There is no ideal age for marriage as such. However, as per Government of India, minimum age for girls is 18 years and for boys it is 21 years and it is actually based on body's complete biological development. Girls develop relatively early when compared to boys and hence the age difference. Yes, minimum age is been told but not the maximum age, as there isn't any maximum age. One can marry as old and as late as per one's desire.
Our society has fixed certain rules as per their beliefs. By certain age, it feels education should be completed and by another certain age, it expects an individual to settle down in his personal life too by getting married as now he/she is capable of securing their life partner as well as can think of having a family. Society or its members just go by numbers. According to them, marriage is an age related practice. By certain age, one should get married and have kids. If one has started earning big nice paycheck then he should get married. However, nobody understands that age or money does not mature an individual. Age may bring wrinkles on face and give a matured look physically. Money may make someone prosper and progress but whether this prosperity and maturity is enough for that person to deal with a relationship like marriage.

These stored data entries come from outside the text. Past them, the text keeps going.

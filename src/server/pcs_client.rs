use std::time::Duration;

use async_trait::async_trait;
use reqwest::header::HeaderMap;
use serde::Deserialize;

use crate::config::Configuration;
use crate::error::ScsError;

pub const SUBSCRIPTION_KEY_HEADER: &str = "Ocp-Apim-Subscription-Key";
pub const PCK_CERT_ISSUER_CHAIN_HEADER: &str = "Sgx-Pck-Certificate-Issuer-Chain";
pub const FMSPC_HEADER: &str = "Sgx-Fmspc";
pub const PCK_CERT_CA_TYPE_HEADER: &str = "Sgx-Pck-Certificate-Ca-Type";
pub const PCK_CRL_ISSUER_CHAIN_HEADER: &str = "Sgx-Pck-Crl-Issuer-Chain";
pub const TCB_INFO_ISSUER_CHAIN_HEADER: &str = "Sgx-Tcb-Info-Issuer-Chain";
pub const ENCLAVE_IDENTITY_ISSUER_CHAIN_HEADER: &str = "Sgx-Enclave-Identity-Issuer-Chain";

const UPSTREAM_TIMEOUT: Duration = Duration::from_secs(5);
const CRL_ENCODING: &str = "der";

/// One element of the `/pckcerts` response array. The accompanying `tcb`
/// object is not consumed; selection reads the TCB out of the
/// certificate itself.
#[derive(Clone, Debug, Deserialize)]
pub struct PckCertEntry {
    pub tcbm: String,
    pub cert: String,
}

#[derive(Clone, Debug)]
pub struct PckCertsReply {
    pub entries: Vec<PckCertEntry>,
    pub issuer_chain: String,
    pub fmspc: String,
    pub ca_type: String,
}

#[derive(Clone, Debug)]
pub struct PckCrlReply {
    pub crl: Vec<u8>,
    pub issuer_chain: String,
}

#[derive(Clone, Debug)]
pub struct TcbInfoReply {
    pub tcb_info: String,
    pub issuer_chain: String,
}

#[derive(Clone, Debug)]
pub struct QeIdentityReply {
    pub qe_info: String,
    pub issuer_chain: String,
}

/// Platform identity for the `/pckcerts` query. The platform manifest
/// takes precedence when both it and the encrypted PPID are present.
#[derive(Clone, Debug, Default)]
pub struct PckCertsQuery {
    pub enc_ppid: String,
    pub manifest: String,
    pub pce_id: String,
}

impl PckCertsQuery {
    /// The identity query parameter to send, or an error when neither
    /// identity is available.
    pub fn identity_param(&self) -> Result<(&'static str, &str), ScsError> {
        if !self.manifest.is_empty() {
            Ok(("platform_manifest", &self.manifest))
        } else if !self.enc_ppid.is_empty() {
            Ok(("encrypted_ppid", &self.enc_ppid))
        } else {
            Err(ScsError::InvalidInput(
                "invalid request, enc_ppid and platform_manifest are null".to_string(),
            ))
        }
    }
}

/// Outbound interface to the provisioning certification service. The
/// lazy-cache engine only sees this trait; tests script it.
#[async_trait]
pub trait ProvisioningClient: Send + Sync {
    async fn get_pck_certs(&self, query: &PckCertsQuery) -> Result<PckCertsReply, ScsError>;
    async fn get_pck_crl(&self, ca: &str) -> Result<PckCrlReply, ScsError>;
    async fn get_tcb_info(&self, fmspc: &str) -> Result<TcbInfoReply, ScsError>;
    async fn get_qe_identity(&self) -> Result<QeIdentityReply, ScsError>;
}

/// PCS client over HTTP. Each request carries a 5 second timeout;
/// transport-level failures are retried on a fixed backoff, HTTP error
/// statuses are surfaced immediately.
pub struct PcsClient {
    http: reqwest::Client,
    base_url: String,
    api_subscription_key: String,
    retry_count: u32,
    wait_time: Duration,
}

impl PcsClient {
    pub fn new(config: &Configuration) -> anyhow::Result<Self> {
        let http = reqwest::Client::builder()
            .timeout(UPSTREAM_TIMEOUT)
            .build()?;
        Ok(Self {
            http,
            base_url: config.prov_server_url.clone(),
            api_subscription_key: config.api_subscription_key.clone(),
            retry_count: config.retry_count.max(1),
            wait_time: config.wait_time,
        })
    }

    async fn get(
        &self,
        path: &str,
        query: &[(&str, &str)],
        headers: &[(&str, &str)],
    ) -> Result<(Vec<u8>, HeaderMap), ScsError> {
        let url = format!("{}{}", self.base_url, path);
        let mut attempt = 0u32;
        let response = loop {
            let mut request = self.http.get(&url).query(query);
            for (name, value) in headers {
                request = request.header(*name, *value);
            }
            match request.send().await {
                Ok(response) => break response,
                Err(err) => {
                    attempt += 1;
                    if attempt >= self.retry_count {
                        return Err(ScsError::UpstreamTimeout(format!(
                            "{url} failed after {attempt} attempts: {err}"
                        )));
                    }
                    tokio::time::sleep(self.wait_time).await;
                }
            }
        };

        let status = response.status();
        let response_headers = response.headers().clone();
        let body = response
            .bytes()
            .await
            .map_err(|err| ScsError::UpstreamTimeout(err.to_string()))?;
        if status != reqwest::StatusCode::OK {
            return Err(ScsError::UpstreamError {
                status: status.as_u16(),
                dump: String::from_utf8_lossy(&body).into_owned(),
            });
        }
        if body.is_empty() {
            return Err(ScsError::UpstreamError {
                status: status.as_u16(),
                dump: format!("no content found in {path} response"),
            });
        }
        Ok((body.to_vec(), response_headers))
    }
}

#[async_trait]
impl ProvisioningClient for PcsClient {
    async fn get_pck_certs(&self, query: &PckCertsQuery) -> Result<PckCertsReply, ScsError> {
        let (identity_key, identity_value) = query.identity_param()?;
        let (body, headers) = self
            .get(
                "/pckcerts",
                &[(identity_key, identity_value), ("pceid", &query.pce_id)],
                &[(SUBSCRIPTION_KEY_HEADER, &self.api_subscription_key)],
            )
            .await?;
        let entries: Vec<PckCertEntry> = serde_json::from_slice(&body).map_err(|err| {
            ScsError::UpstreamError {
                status: 200,
                dump: format!("could not decode pckcerts response: {err}"),
            }
        })?;
        Ok(PckCertsReply {
            entries,
            issuer_chain: required_header(&headers, PCK_CERT_ISSUER_CHAIN_HEADER)?,
            fmspc: required_header(&headers, FMSPC_HEADER)?.to_lowercase(),
            ca_type: required_header(&headers, PCK_CERT_CA_TYPE_HEADER)?,
        })
    }

    async fn get_pck_crl(&self, ca: &str) -> Result<PckCrlReply, ScsError> {
        let (body, headers) = self
            .get("/pckcrl", &[("ca", ca), ("encoding", CRL_ENCODING)], &[])
            .await?;
        Ok(PckCrlReply {
            crl: body,
            issuer_chain: required_header(&headers, PCK_CRL_ISSUER_CHAIN_HEADER)?,
        })
    }

    async fn get_tcb_info(&self, fmspc: &str) -> Result<TcbInfoReply, ScsError> {
        let (body, headers) = self.get("/tcb", &[("fmspc", fmspc)], &[]).await?;
        Ok(TcbInfoReply {
            tcb_info: String::from_utf8_lossy(&body).into_owned(),
            issuer_chain: required_header(&headers, TCB_INFO_ISSUER_CHAIN_HEADER)?,
        })
    }

    async fn get_qe_identity(&self) -> Result<QeIdentityReply, ScsError> {
        let (body, headers) = self.get("/qe/identity", &[], &[]).await?;
        Ok(QeIdentityReply {
            qe_info: String::from_utf8_lossy(&body).into_owned(),
            issuer_chain: required_header(&headers, ENCLAVE_IDENTITY_ISSUER_CHAIN_HEADER)?,
        })
    }
}

fn required_header(headers: &HeaderMap, name: &str) -> Result<String, ScsError> {
    headers
        .get(name)
        .and_then(|value| value.to_str().ok())
        .filter(|value| !value.is_empty())
        .map(str::to_string)
        .ok_or_else(|| ScsError::UpstreamError {
            status: 200,
            dump: format!("response is missing required header {name}"),
        })
}
use sea_orm::entity::prelude::*;
use serde::{Deserialize, Serialize};

/// Raw TCB of a cached platform together with the TCBM of the PCK
/// certificate selected for it (16 CPU-SVN bytes + little-endian PCE-SVN).
#[derive(Clone, Debug, PartialEq, Eq, DeriveEntityModel, Serialize, Deserialize)]
#[sea_orm(table_name = "platform_tcbs")]
pub struct Model {
    #[sea_orm(primary_key, auto_increment = false)]
    pub qe_id: String,
    pub pce_id: String,
    pub cpu_svn: String,
    pub pce_svn: String,
    pub tcbm: String,
    pub created_time: DateTimeUtc,
    pub updated_time: DateTimeUtc,
}

#[derive(Copy, Clone, Debug, EnumIter, DeriveRelation)]
pub enum Relation {}

impl ActiveModelBehavior for ActiveModel {}
pub use sea_orm_migration::prelude::*;
mod m20240501_000001_create_platforms_table;
mod m20240501_000002_create_platform_tcbs_table;
mod m20240501_000003_create_pck_cert_chains_table;
mod m20240501_000004_create_pck_certs_table;
mod m20240501_000005_create_pck_crls_table;
mod m20240501_000006_create_fmspc_tcb_infos_table;
mod m20240501_000007_create_qe_identities_table;

pub struct Migrator;

#[async_trait::async_trait]
impl MigratorTrait for Migrator {
    fn migrations() -> Vec<Box<dyn MigrationTrait>> {
        vec![
            Box::new(m20240501_000001_create_platforms_table::Migration),
            Box::new(m20240501_000002_create_platform_tcbs_table::Migration),
            Box::new(m20240501_000003_create_pck_cert_chains_table::Migration),
            Box::new(m20240501_000004_create_pck_certs_table::Migration),
            Box::new(m20240501_000005_create_pck_crls_table::Migration),
            Box::new(m20240501_000006_create_fmspc_tcb_infos_table::Migration),
            Box::new(m20240501_000007_create_qe_identities_table::Migration),
        ]
    }
}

Marriage requires mental maturity. There can never be an age-group which can be called as perfect to get married. Some individual may mature early may be in 20's or even when he is in his teens understanding the importance of marriage and is ready to deal with all such sorts of responsibilities. Others even after crossing 40's or even in 50's cannot become matured enough so that they can deal with it. This is why we see so many break ups and marriage ending in a split up or divorces. If two individuals married at right age and have ticked all the boxes essential for a person to get married then why did they end up being miserable. Even those who do not end up being divorced and are still living together yet apart and it may be for their kids or for society aren't really happy anyways.
Marriage is about dealing with it. One has to get married when an individual finds himself a real nice partner who can touch soul. Irrespective of whether they are introduced through friends, family or one finds them by oneself, he/she has to be perfect for them. A perfect match no matter how old we get will always appear perfect and a bad match becomes still terrible with time. Don't worry about the passing time. Society always tries to scare us by saying that with passing times, we will find difficulty in finding a match for us. It may be true but then what is the use of such marriage which was done at right time but still has ended very terribly.
Next requirement for marriage is understanding about what actually this kind of collaboration requires. It is just not about financially securing your better half and meeting requirements but is about a complete change in thinking process. Before marriage it is 'me'. But after marriage it becomes 'we'. If one has become matured enough to deal with 'we' instead of been selfish 'me' then it it the time when he/she should tie a knot. Marriage brings with it a whole set of responsibilities. If one is ready to fulfill them not just for the sake of doing so cause every one around is doing and consider it as burden, instead if they are ready to fulfill them with the joy of doing, only then they should get married.
If we delay our marriage by certain years because we have not found ourselves right partner or we have yet not gained that maturity to deal with its complexities, we may get questioned and cornered by society as they feel that we are odd man out. However, it is their perspective. Marry only when you want to. There is no right age and there is no maximum age limit. One can get married even while he is breathing his last. Dreadful years of married life is much miserable than being alone. There is no hard and fast rule, in fact there are no rules and regulations regarding marriage. We observe others and try to imitate them. Instead of doing so, we have to decide it as per our convenience.